## WHAT THE EXERCISE ASKS
Return the records exactly, keeping every line as it is.

Saved entries
● ● ● ● ●

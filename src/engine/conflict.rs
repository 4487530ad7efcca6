use chrono::{DateTime, Utc};
use ulid::Ulid;

use crate::limits::*;
use crate::model::*;
use crate::store::fully_covered;

use super::availability::{booking_conflict, uncovered_spans};
use super::EngineError;

/// Parse a `[start, end)` pair into a span, enforcing start < end and sanity bounds.
/// Both ends must sit on a whole millisecond: the oracle works in milliseconds
/// and the stored record has to be the span it checked.
pub(crate) fn validate_window(start: &DateTime<Utc>, end: &DateTime<Utc>) -> Result<Span, EngineError> {
    for (field, t) in [("start_time", start), ("end_time", end)] {
        if t.timestamp_subsec_nanos() % 1_000_000 != 0 {
            return Err(EngineError::Validation(format!(
                "{field} has sub-millisecond precision"
            )));
        }
    }
    let span = Span::from_times(start, end)
        .ok_or_else(|| EngineError::Validation("start_time must be before end_time".into()))?;
    validate_span(&span)?;
    Ok(span)
}

pub(crate) fn validate_span(span: &Span) -> Result<(), EngineError> {
    if span.start < MIN_VALID_TIMESTAMP_MS || span.end > MAX_VALID_TIMESTAMP_MS {
        return Err(EngineError::LimitExceeded("timestamp out of range"));
    }
    if span.duration_ms() > MAX_SPAN_DURATION_MS {
        return Err(EngineError::LimitExceeded("span too wide"));
    }
    Ok(())
}

pub(crate) fn validate_query_window(start: &DateTime<Utc>, end: &DateTime<Utc>) -> Result<Span, EngineError> {
    let span = Span::from_times(start, end)
        .ok_or_else(|| EngineError::Validation("start must be before end".into()))?;
    if span.duration_ms() > MAX_QUERY_WINDOW_MS {
        return Err(EngineError::LimitExceeded("query window too wide"));
    }
    Ok(span)
}

pub(crate) fn validate_text(field: &str, value: &str, max: usize, required: bool) -> Result<(), EngineError> {
    if required && value.trim().is_empty() {
        return Err(EngineError::Validation(format!("{field} must not be empty")));
    }
    if value.len() > max {
        return Err(EngineError::Validation(format!("{field} longer than {max} bytes")));
    }
    Ok(())
}

pub(crate) fn validate_properties(properties: &Properties) -> Result<(), EngineError> {
    let size = serde_json::to_vec(properties)
        .map_err(|e| EngineError::Validation(format!("properties: {e}")))?
        .len();
    if size > MAX_PROPERTIES_BYTES {
        return Err(EngineError::LimitExceeded("properties too large"));
    }
    Ok(())
}

/// A booking over `span` must not overlap another live booking and must be
/// released by an assignee wherever the workspace is assigned.
pub(crate) fn check_bookable(timeline: &Timeline, span: &Span) -> Result<(), EngineError> {
    if let Some(existing) = booking_conflict(timeline, span) {
        return Err(EngineError::BookingConflict {
            workspace_id: timeline.workspace_id,
            booking_id: existing.id,
            span: existing.span,
        });
    }
    if let Some(gap) = uncovered_spans(timeline, span).first() {
        return Err(EngineError::NotOffered {
            workspace_id: timeline.workspace_id,
            span: *gap,
        });
    }
    Ok(())
}

/// An offering needs a covering assignment held by the same user and must
/// not overlap that user's other live offerings on the workspace.
pub(crate) fn check_offerable(timeline: &Timeline, user_id: Ulid, span: &Span) -> Result<(), EngineError> {
    let mut held: Vec<Span> = timeline
        .overlapping(span)
        .filter(|i| i.kind == IntervalKind::Assignment { user_id })
        .map(|i| i.span)
        .collect();
    if !fully_covered(&mut held, span) {
        return Err(EngineError::NotAssigned {
            workspace_id: timeline.workspace_id,
            user_id,
        });
    }
    if let Some(other) = timeline
        .overlapping(span)
        .find(|i| i.kind == IntervalKind::Offering { user_id })
    {
        return Err(EngineError::OfferingOverlap(other.id));
    }
    Ok(())
}

#[cfg(test)]
mod tests {
    use chrono::TimeZone;

    use super::*;

    const H: Ms = 3_600_000;
    const BASE: Ms = 1_740_819_600_000; // 2025-03-01T09:00:00Z

    #[test]
    fn reversed_window_is_validation_error() {
        let a = Utc.with_ymd_and_hms(2025, 3, 1, 10, 0, 0).unwrap();
        let b = Utc.with_ymd_and_hms(2025, 3, 1, 9, 0, 0).unwrap();
        assert!(matches!(validate_window(&a, &b), Err(EngineError::Validation(_))));
        assert!(matches!(validate_window(&a, &a), Err(EngineError::Validation(_))));
        assert_eq!(validate_window(&b, &a).unwrap(), Span::new(BASE, BASE + H));
    }

    #[test]
    fn ancient_timestamps_rejected() {
        let a = Utc.with_ymd_and_hms(1990, 1, 1, 0, 0, 0).unwrap();
        let b = Utc.with_ymd_and_hms(1990, 1, 2, 0, 0, 0).unwrap();
        assert!(matches!(validate_window(&a, &b), Err(EngineError::LimitExceeded(_))));
    }

    #[test]
    fn blank_name_rejected() {
        assert!(validate_text("name", "  ", MAX_NAME_LEN, true).is_err());
        assert!(validate_text("details", "", MAX_DETAILS_LEN, false).is_ok());
        assert!(validate_text("name", &"x".repeat(MAX_NAME_LEN + 1), MAX_NAME_LEN, true).is_err());
    }

    #[test]
    fn offering_requires_own_assignment() {
        let u1 = Ulid::new();
        let u2 = Ulid::new();
        let mut tl = Timeline::new(Ulid::new());
        tl.insert_interval(Interval::assignment(Ulid::new(), Span::new(BASE, BASE + 8 * H), u1));
        let span = Span::new(BASE + H, BASE + 2 * H);

        assert!(check_offerable(&tl, u1, &span).is_ok());
        assert!(matches!(
            check_offerable(&tl, u2, &span),
            Err(EngineError::NotAssigned { .. })
        ));
        assert!(matches!(
            check_offerable(&tl, u1, &Span::new(BASE + 7 * H, BASE + 9 * H)),
            Err(EngineError::NotAssigned { .. })
        ));

        let existing = Ulid::new();
        tl.insert_interval(Interval::offering(existing, Span::new(BASE, BASE + 2 * H), u1));
        match check_offerable(&tl, u1, &span) {
            Err(EngineError::OfferingOverlap(id)) => assert_eq!(id, existing),
            other => panic!("expected overlap, got {other:?}"),
        }
        assert!(check_offerable(&tl, u1, &Span::new(BASE + 2 * H, BASE + 3 * H)).is_ok());
    }

    #[test]
    fn bookable_reports_first_gap() {
        let u1 = Ulid::new();
        let ws = Ulid::new();
        let mut tl = Timeline::new(ws);
        tl.insert_interval(Interval::assignment(Ulid::new(), Span::new(BASE + H, BASE + 3 * H), u1));
        match check_bookable(&tl, &Span::new(BASE, BASE + 4 * H)) {
            Err(EngineError::NotOffered { workspace_id, span }) => {
                assert_eq!(workspace_id, ws);
                assert_eq!(span, Span::new(BASE + H, BASE + 3 * H));
            }
            other => panic!("expected NotOffered, got {other:?}"),
        }
    }
}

● ● ● ● ●

## OUTPUT FOR THIS TASK
filename src/engine/conflict.rs
repository 4487530ad7efcca6
use chrono::{DateTime, Utc};
use ulid::Ulid;

use crate::limits::*;
use crate::model::*;
use crate::store::fully_covered;

use super::availability::{booking_conflict, uncovered_spans};
use super::EngineError;

/// Parse a `[start, end)` pair into a span, enforcing start < end and sanity bounds.
/// Both ends must sit on a whole millisecond: the oracle works in milliseconds
/// and the stored record has to be the span it checked.
pub(crate) fn validate_window(start: &DateTime<Utc>, end: &DateTime<Utc>) -> Result<Span, EngineError> {
    for (field, t) in [("start_time", start), ("end_time", end)] {
        if t.timestamp_subsec_nanos() % 1_000_000 != 0 {
            return Err(EngineError::Validation(format!(
                "{field} has sub-millisecond precision"
            )));
        }
    }
    let span = Span::from_times(start, end)
        .ok_or_else(|| EngineError::Validation("start_time must be before end_time".into()))?;
    validate_span(&span)?;
    Ok(span)
}

pub(crate) fn validate_span(span: &Span) -> Result<(), EngineError> {
    if span.start < MIN_VALID_TIMESTAMP_MS || span.end > MAX_VALID_TIMESTAMP_MS {
        return Err(EngineError::LimitExceeded("timestamp out of range"));
    }
    if span.duration_ms() > MAX_SPAN_DURATION_MS {
        return Err(EngineError::LimitExceeded("span too wide"));
    }
    Ok(())
}

pub(crate) fn validate_query_window(start: &DateTime<Utc>, end: &DateTime<Utc>) -> Result<Span, EngineError> {
    let span = Span::from_times(start, end)
        .ok_or_else(|| EngineError::Validation("start must be before end".into()))?;
    if span.duration_ms() > MAX_QUERY_WINDOW_MS {
        return Err(EngineError::LimitExceeded("query window too wide"));
    }
    Ok(span)
}

pub(crate) fn validate_text(field: &str, value: &str, max: usize, required: bool) -> Result<(), EngineError> {
    if required && value.trim().is_empty() {
        return Err(EngineError::Validation(format!("{field} must not be empty")));
    }
    if value.len() > max {
        return Err(EngineError::Validation(format!("{field} longer than {max} bytes")));
    }
    Ok(())
}

pub(crate) fn validate_properties(properties: &Properties) -> Result<(), EngineError> {
    let size = serde_json::to_vec(properties)
        .map_err(|e| EngineError::Validation(format!("properties: {e}")))?
        .len();
    if size > MAX_PROPERTIES_BYTES {
        return Err(EngineError::LimitExceeded("properties too large"));
    }
    Ok(())
}

/// A booking over `span` must not overlap another live booking and must be
/// released by an assignee wherever the workspace is assigned.
pub(crate) fn check_bookable(timeline: &Timeline, span: &Span) -> Result<(), EngineError> {
    if let Some(existing) = booking_conflict(timeline, span) {
        return Err(EngineError::BookingConflict {
            workspace_id: timeline.workspace_id,
            booking_id: existing.id,
            span: existing.span,
        });
    }
    if let Some(gap) = uncovered_spans(timeline, span).first() {
        return Err(EngineError::NotOffered {
            workspace_id: timeline.workspace_id,
            span: *gap,
        });
    }
    Ok(())
}

/// An offering needs a covering assignment held by the same user and must
/// not overlap that user's other live offerings on the workspace.
pub(crate) fn check_offerable(timeline: &Timeline, user_id: Ulid, span: &Span) -> Result<(), EngineError> {
    let mut held: Vec<Span> = timeline
        .overlapping(span)
        .filter(|i| i.kind == IntervalKind::Assignment { user_id })
        .map(|i| i.span)
        .collect();
    if !fully_covered(&mut held, span) {
        return Err(EngineError::NotAssigned {
            workspace_id: timeline.workspace_id,
            user_id,
        });
    }
    if let Some(other) = timeline
        .overlapping(span)
        .find(|i| i.kind == IntervalKind::Offering { user_id })
    {
        return Err(EngineError::OfferingOverlap(other.id));
    }
    Ok(())
}

#[cfg(test)]
mod tests {
    use chrono::TimeZone;

    use super::*;

    const H: Ms = 3_600_000;
    const BASE: Ms = 1_740_819_600_000; // 2025-03-01T09:00:00Z

    #[test]
    fn reversed_window_is_validation_error() {
        let a = Utc.with_ymd_and_hms(2025, 3, 1, 10, 0, 0).unwrap();
        let b = Utc.with_ymd_and_hms(2025, 3, 1, 9, 0, 0).unwrap();
        assert!(matches!(validate_window(&a, &b), Err(EngineError::Validation(_))));
        assert!(matches!(validate_window(&a, &a), Err(EngineError::Validation(_))));
        assert_eq!(validate_window(&b, &a).unwrap(), Span::new(BASE, BASE + H));
    }

    #[test]
    fn ancient_timestamps_rejected() {
        let a = Utc.with_ymd_and_hms(1990, 1, 1, 0, 0, 0).unwrap();
        let b = Utc.with_ymd_and_hms(1990, 1, 2, 0, 0, 0).unwrap();
        assert!(matches!(validate_window(&a, &b), Err(EngineError::LimitExceeded(_))));
    }

    #[test]
    fn blank_name_rejected() {
        assert!(validate_text("name", "  ", MAX_NAME_LEN, true).is_err());
        assert!(validate_text("details", "", MAX_DETAILS_LEN, false).is_ok());
        assert!(validate_text("name", &"x".repeat(MAX_NAME_LEN + 1), MAX_NAME_LEN, true).is_err());
    }

    #[test]
    fn offering_requires_own_assignment() {
        let u1 = Ulid::new();
        let u2 = Ulid::new();
        let mut tl = Timeline::new(Ulid::new());
        tl.insert_interval(Interval::assignment(Ulid::new(), Span::new(BASE, BASE + 8 * H), u1));
        let span = Span::new(BASE + H, BASE + 2 * H);

        assert!(check_offerable(&tl, u1, &span).is_ok());
        assert!(matches!(
            check_offerable(&tl, u2, &span),
            Err(EngineError::NotAssigned { .. })
        ));
        assert!(matches!(
            check_offerable(&tl, u1, &Span::new(BASE + 7 * H, BASE + 9 * H)),
            Err(EngineError::NotAssigned { .. })
        ));

        let existing = Ulid::new();
        tl.insert_interval(Interval::offering(existing, Span::new(BASE, BASE + 2 * H), u1));
        match check_offerable(&tl, u1, &span) {
            Err(EngineError::OfferingOverlap(id)) => assert_eq!(id, existing),
            other => panic!("expected overlap, got {other:?}"),
        }
        assert!(check_offerable(&tl, u1, &Span::new(BASE + 2 * H, BASE + 3 * H)).is_ok());
    }

    #[test]
    fn bookable_reports_first_gap() {
        let u1 = Ulid::new();
        let ws = Ulid::new();
        let mut tl = Timeline::new(ws);
        tl.insert_interval(Interval::assignment(Ulid::new(), Span::new(BASE + H, BASE + 3 * H), u1));
        match check_bookable(&tl, &Span::new(BASE, BASE + 4 * H)) {
            Err(EngineError::NotOffered { workspace_id, span }) => {
                assert_eq!(workspace_id, ws);
                assert_eq!(span, Span::new(BASE + H, BASE + 3 * H));
            }
            other => panic!("expected NotOffered, got {other:?}"),
        }
    }
}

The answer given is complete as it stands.